[Stored data entries]
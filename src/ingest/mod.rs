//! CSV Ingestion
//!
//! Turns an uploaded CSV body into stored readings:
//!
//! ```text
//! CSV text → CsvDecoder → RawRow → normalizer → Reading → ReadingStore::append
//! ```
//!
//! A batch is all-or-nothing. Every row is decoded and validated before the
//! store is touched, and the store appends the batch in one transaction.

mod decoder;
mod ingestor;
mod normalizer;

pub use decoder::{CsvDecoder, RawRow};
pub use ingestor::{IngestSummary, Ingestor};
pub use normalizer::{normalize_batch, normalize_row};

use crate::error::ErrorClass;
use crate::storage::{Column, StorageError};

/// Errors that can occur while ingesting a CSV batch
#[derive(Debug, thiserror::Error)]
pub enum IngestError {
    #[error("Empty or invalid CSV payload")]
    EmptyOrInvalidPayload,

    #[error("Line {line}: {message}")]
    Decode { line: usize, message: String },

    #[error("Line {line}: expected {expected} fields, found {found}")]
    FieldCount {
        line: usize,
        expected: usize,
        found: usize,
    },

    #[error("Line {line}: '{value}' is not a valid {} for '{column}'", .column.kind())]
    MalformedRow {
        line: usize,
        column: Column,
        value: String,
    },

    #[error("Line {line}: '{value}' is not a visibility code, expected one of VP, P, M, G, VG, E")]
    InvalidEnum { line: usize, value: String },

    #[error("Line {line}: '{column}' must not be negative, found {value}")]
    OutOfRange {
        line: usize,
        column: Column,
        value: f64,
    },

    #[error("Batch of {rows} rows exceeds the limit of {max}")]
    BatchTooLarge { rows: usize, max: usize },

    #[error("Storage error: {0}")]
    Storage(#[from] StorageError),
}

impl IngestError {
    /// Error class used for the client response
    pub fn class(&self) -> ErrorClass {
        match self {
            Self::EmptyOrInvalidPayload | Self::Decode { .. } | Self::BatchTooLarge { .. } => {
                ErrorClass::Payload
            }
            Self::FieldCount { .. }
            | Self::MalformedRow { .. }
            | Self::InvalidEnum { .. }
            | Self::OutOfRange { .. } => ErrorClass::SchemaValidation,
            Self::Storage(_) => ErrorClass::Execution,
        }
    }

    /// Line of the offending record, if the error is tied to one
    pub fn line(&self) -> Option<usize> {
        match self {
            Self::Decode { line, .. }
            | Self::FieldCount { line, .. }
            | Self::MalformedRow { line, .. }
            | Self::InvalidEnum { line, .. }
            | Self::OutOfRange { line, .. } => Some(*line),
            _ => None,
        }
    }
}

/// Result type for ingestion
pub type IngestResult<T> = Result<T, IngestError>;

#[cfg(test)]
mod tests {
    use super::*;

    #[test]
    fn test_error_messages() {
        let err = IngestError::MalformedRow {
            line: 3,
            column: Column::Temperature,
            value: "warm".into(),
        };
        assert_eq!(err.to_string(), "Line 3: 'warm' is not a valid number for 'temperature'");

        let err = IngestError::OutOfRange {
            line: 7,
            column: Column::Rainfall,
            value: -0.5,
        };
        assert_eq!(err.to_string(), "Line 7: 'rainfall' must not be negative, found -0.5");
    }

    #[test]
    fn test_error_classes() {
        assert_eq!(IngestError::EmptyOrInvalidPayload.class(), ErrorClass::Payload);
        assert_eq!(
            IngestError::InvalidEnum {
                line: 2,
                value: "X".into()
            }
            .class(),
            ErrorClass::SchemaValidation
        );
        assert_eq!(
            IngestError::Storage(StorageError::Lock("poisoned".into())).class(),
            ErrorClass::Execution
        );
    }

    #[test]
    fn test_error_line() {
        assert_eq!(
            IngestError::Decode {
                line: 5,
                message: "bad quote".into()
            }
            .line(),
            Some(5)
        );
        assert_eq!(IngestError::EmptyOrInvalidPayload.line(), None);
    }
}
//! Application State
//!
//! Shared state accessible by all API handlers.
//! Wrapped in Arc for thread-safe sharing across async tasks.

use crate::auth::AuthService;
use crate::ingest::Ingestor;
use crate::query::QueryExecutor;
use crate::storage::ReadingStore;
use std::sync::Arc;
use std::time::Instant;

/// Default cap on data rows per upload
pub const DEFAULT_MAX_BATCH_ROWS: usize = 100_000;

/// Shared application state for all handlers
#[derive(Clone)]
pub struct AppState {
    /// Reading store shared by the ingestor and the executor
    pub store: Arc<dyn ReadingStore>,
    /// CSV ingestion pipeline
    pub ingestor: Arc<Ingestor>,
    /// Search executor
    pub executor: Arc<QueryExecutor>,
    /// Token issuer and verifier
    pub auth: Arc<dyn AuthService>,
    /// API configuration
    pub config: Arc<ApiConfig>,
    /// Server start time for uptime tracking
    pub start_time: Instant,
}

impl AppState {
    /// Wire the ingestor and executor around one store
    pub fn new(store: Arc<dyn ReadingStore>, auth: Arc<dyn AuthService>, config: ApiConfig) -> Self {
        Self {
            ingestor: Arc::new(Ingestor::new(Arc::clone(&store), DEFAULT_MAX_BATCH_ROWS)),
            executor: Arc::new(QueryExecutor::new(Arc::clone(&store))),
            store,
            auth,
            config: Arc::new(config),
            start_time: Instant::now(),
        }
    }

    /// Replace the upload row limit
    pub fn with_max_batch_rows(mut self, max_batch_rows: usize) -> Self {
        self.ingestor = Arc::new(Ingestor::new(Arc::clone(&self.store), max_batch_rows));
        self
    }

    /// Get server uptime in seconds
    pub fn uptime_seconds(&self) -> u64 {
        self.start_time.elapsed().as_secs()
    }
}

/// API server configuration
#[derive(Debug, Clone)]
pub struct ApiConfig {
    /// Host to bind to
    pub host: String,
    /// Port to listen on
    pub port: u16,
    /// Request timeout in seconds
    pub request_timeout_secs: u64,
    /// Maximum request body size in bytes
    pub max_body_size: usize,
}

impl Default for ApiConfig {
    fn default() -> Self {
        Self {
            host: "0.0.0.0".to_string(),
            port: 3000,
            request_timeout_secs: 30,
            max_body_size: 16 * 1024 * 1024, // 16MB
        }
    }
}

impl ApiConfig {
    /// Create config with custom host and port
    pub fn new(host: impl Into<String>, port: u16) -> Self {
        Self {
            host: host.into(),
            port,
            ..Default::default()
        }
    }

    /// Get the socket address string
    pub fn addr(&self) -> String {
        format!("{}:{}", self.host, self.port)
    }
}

About this exercise: Once you have read the data above, print all of it again exactly.

Your response:
filename src/ingest/mod.rs
//! CSV Ingestion
//!
//! Turns an uploaded CSV body into stored readings:
//!
//! ```text
//! CSV text → CsvDecoder → RawRow → normalizer → Reading → ReadingStore::append
//! ```
//!
//! A batch is all-or-nothing. Every row is decoded and validated before the
//! store is touched, and the store appends the batch in one transaction.

mod decoder;
mod ingestor;
mod normalizer;

pub use decoder::{CsvDecoder, RawRow};
pub use ingestor::{IngestSummary, Ingestor};
pub use normalizer::{normalize_batch, normalize_row};

use crate::error::ErrorClass;
use crate::storage::{Column, StorageError};

/// Errors that can occur while ingesting a CSV batch
#[derive(Debug, thiserror::Error)]
pub enum IngestError {
    #[error("Empty or invalid CSV payload")]
    EmptyOrInvalidPayload,

    #[error("Line {line}: {message}")]
    Decode { line: usize, message: String },

    #[error("Line {line}: expected {expected} fields, found {found}")]
    FieldCount {
        line: usize,
        expected: usize,
        found: usize,
    },

    #[error("Line {line}: '{value}' is not a valid {} for '{column}'", .column.kind())]
    MalformedRow {
        line: usize,
        column: Column,
        value: String,
    },

    #[error("Line {line}: '{value}' is not a visibility code, expected one of VP, P, M, G, VG, E")]
    InvalidEnum { line: usize, value: String },

    #[error("Line {line}: '{column}' must not be negative, found {value}")]
    OutOfRange {
        line: usize,
        column: Column,
        value: f64,
    },

    #[error("Batch of {rows} rows exceeds the limit of {max}")]
    BatchTooLarge { rows: usize, max: usize },

    #[error("Storage error: {0}")]
    Storage(#[from] StorageError),
}

impl IngestError {
    /// Error class used for the client response
    pub fn class(&self) -> ErrorClass {
        match self {
            Self::EmptyOrInvalidPayload | Self::Decode { .. } | Self::BatchTooLarge { .. } => {
                ErrorClass::Payload
            }
            Self::FieldCount { .. }
            | Self::MalformedRow { .. }
            | Self::InvalidEnum { .. }
            | Self::OutOfRange { .. } => ErrorClass::SchemaValidation,
            Self::Storage(_) => ErrorClass::Execution,
        }
    }

    /// Line of the offending record, if the error is tied to one
    pub fn line(&self) -> Option<usize> {
        match self {
            Self::Decode { line, .. }
            | Self::FieldCount { line, .. }
            | Self::MalformedRow { line, .. }
            | Self::InvalidEnum { line, .. }
            | Self::OutOfRange { line, .. } => Some(*line),
            _ => None,
        }
    }
}

/// Result type for ingestion
pub type IngestResult<T> = Result<T, IngestError>;

#[cfg(test)]
mod tests {
    use super::*;

    #[test]
    fn test_error_messages() {
        let err = IngestError::MalformedRow {
            line: 3,
            column: Column::Temperature,
            value: "warm".into(),
        };
        assert_eq!(err.to_string(), "Line 3: 'warm' is not a valid number for 'temperature'");

        let err = IngestError::OutOfRange {
            line: 7,
            column: Column::Rainfall,
            value: -0.5,
        };
        assert_eq!(err.to_string(), "Line 7: 'rainfall' must not be negative, found -0.5");
    }

    #[test]
    fn test_error_classes() {
        assert_eq!(IngestError::EmptyOrInvalidPayload.class(), ErrorClass::Payload);
        assert_eq!(
            IngestError::InvalidEnum {
                line: 2,
                value: "X".into()
            }
            .class(),
            ErrorClass::SchemaValidation
        );
        assert_eq!(
            IngestError::Storage(StorageError::Lock("poisoned".into())).class(),
            ErrorClass::Execution
        );
    }

    #[test]
    fn test_error_line() {
        assert_eq!(
            IngestError::Decode {
                line: 5,
                message: "bad quote".into()
            }
            .line(),
            Some(5)
        );
        assert_eq!(IngestError::EmptyOrInvalidPayload.line(), None);
    }
}
//! Application State
//!
//! Shared state accessible by all API handlers.
//! Wrapped in Arc for thread-safe sharing across async tasks.

use crate::auth::AuthService;
use crate::ingest::Ingestor;
use crate::query::QueryExecutor;
use crate::storage::ReadingStore;
use std::sync::Arc;
use std::time::Instant;

/// Default cap on data rows per upload
pub const DEFAULT_MAX_BATCH_ROWS: usize = 100_000;

/// Shared application state for all handlers
#[derive(Clone)]
pub struct AppState {
    /// Reading store shared by the ingestor and the executor
    pub store: Arc<dyn ReadingStore>,
    /// CSV ingestion pipeline
    pub ingestor: Arc<Ingestor>,
    /// Search executor
    pub executor: Arc<QueryExecutor>,
    /// Token issuer and verifier
    pub auth: Arc<dyn AuthService>,
    /// API configuration
    pub config: Arc<ApiConfig>,
    /// Server start time for uptime tracking
    pub start_time: Instant,
}

impl AppState {
    /// Wire the ingestor and executor around one store
    pub fn new(store: Arc<dyn ReadingStore>, auth: Arc<dyn AuthService>, config: ApiConfig) -> Self {
        Self {
            ingestor: Arc::new(Ingestor::new(Arc::clone(&store), DEFAULT_MAX_BATCH_ROWS)),
            executor: Arc::new(QueryExecutor::new(Arc::clone(&store))),
            store,
            auth,
            config: Arc::new(config),
            start_time: Instant::now(),
        }
    }

    /// Replace the upload row limit
    pub fn with_max_batch_rows(mut self, max_batch_rows: usize) -> Self {
        self.ingestor = Arc::new(Ingestor::new(Arc::clone(&self.store), max_batch_rows));
        self
    }

    /// Get server uptime in seconds
    pub fn uptime_seconds(&self) -> u64 {
        self.start_time.elapsed().as_secs()
    }
}

/// API server configuration
#[derive(Debug, Clone)]
pub struct ApiConfig {
    /// Host to bind to
    pub host: String,
    /// Port to listen on
    pub port: u16,
    /// Request timeout in seconds
    pub request_timeout_secs: u64,
    /// Maximum request body size in bytes
    pub max_body_size: usize,
}

impl Default for ApiConfig {
    fn default() -> Self {
        Self {
            host: "0.0.0.0".to_string(),
            port: 3000,
            request_timeout_secs: 30,
            max_body_size: 16 * 1024 * 1024, // 16MB
        }
    }
}

impl ApiConfig {
    /// Create config with custom host and port
    pub fn new(host: impl Into<String>, port: u16) -> Self {
        Self {
            host: host.into(),
            port,
            ..Default::default()
        }
    }

    /// Get the socket address string
    pub fn addr(&self) -> String {
        format!("{}:{}", self.host, self.port)
    }
}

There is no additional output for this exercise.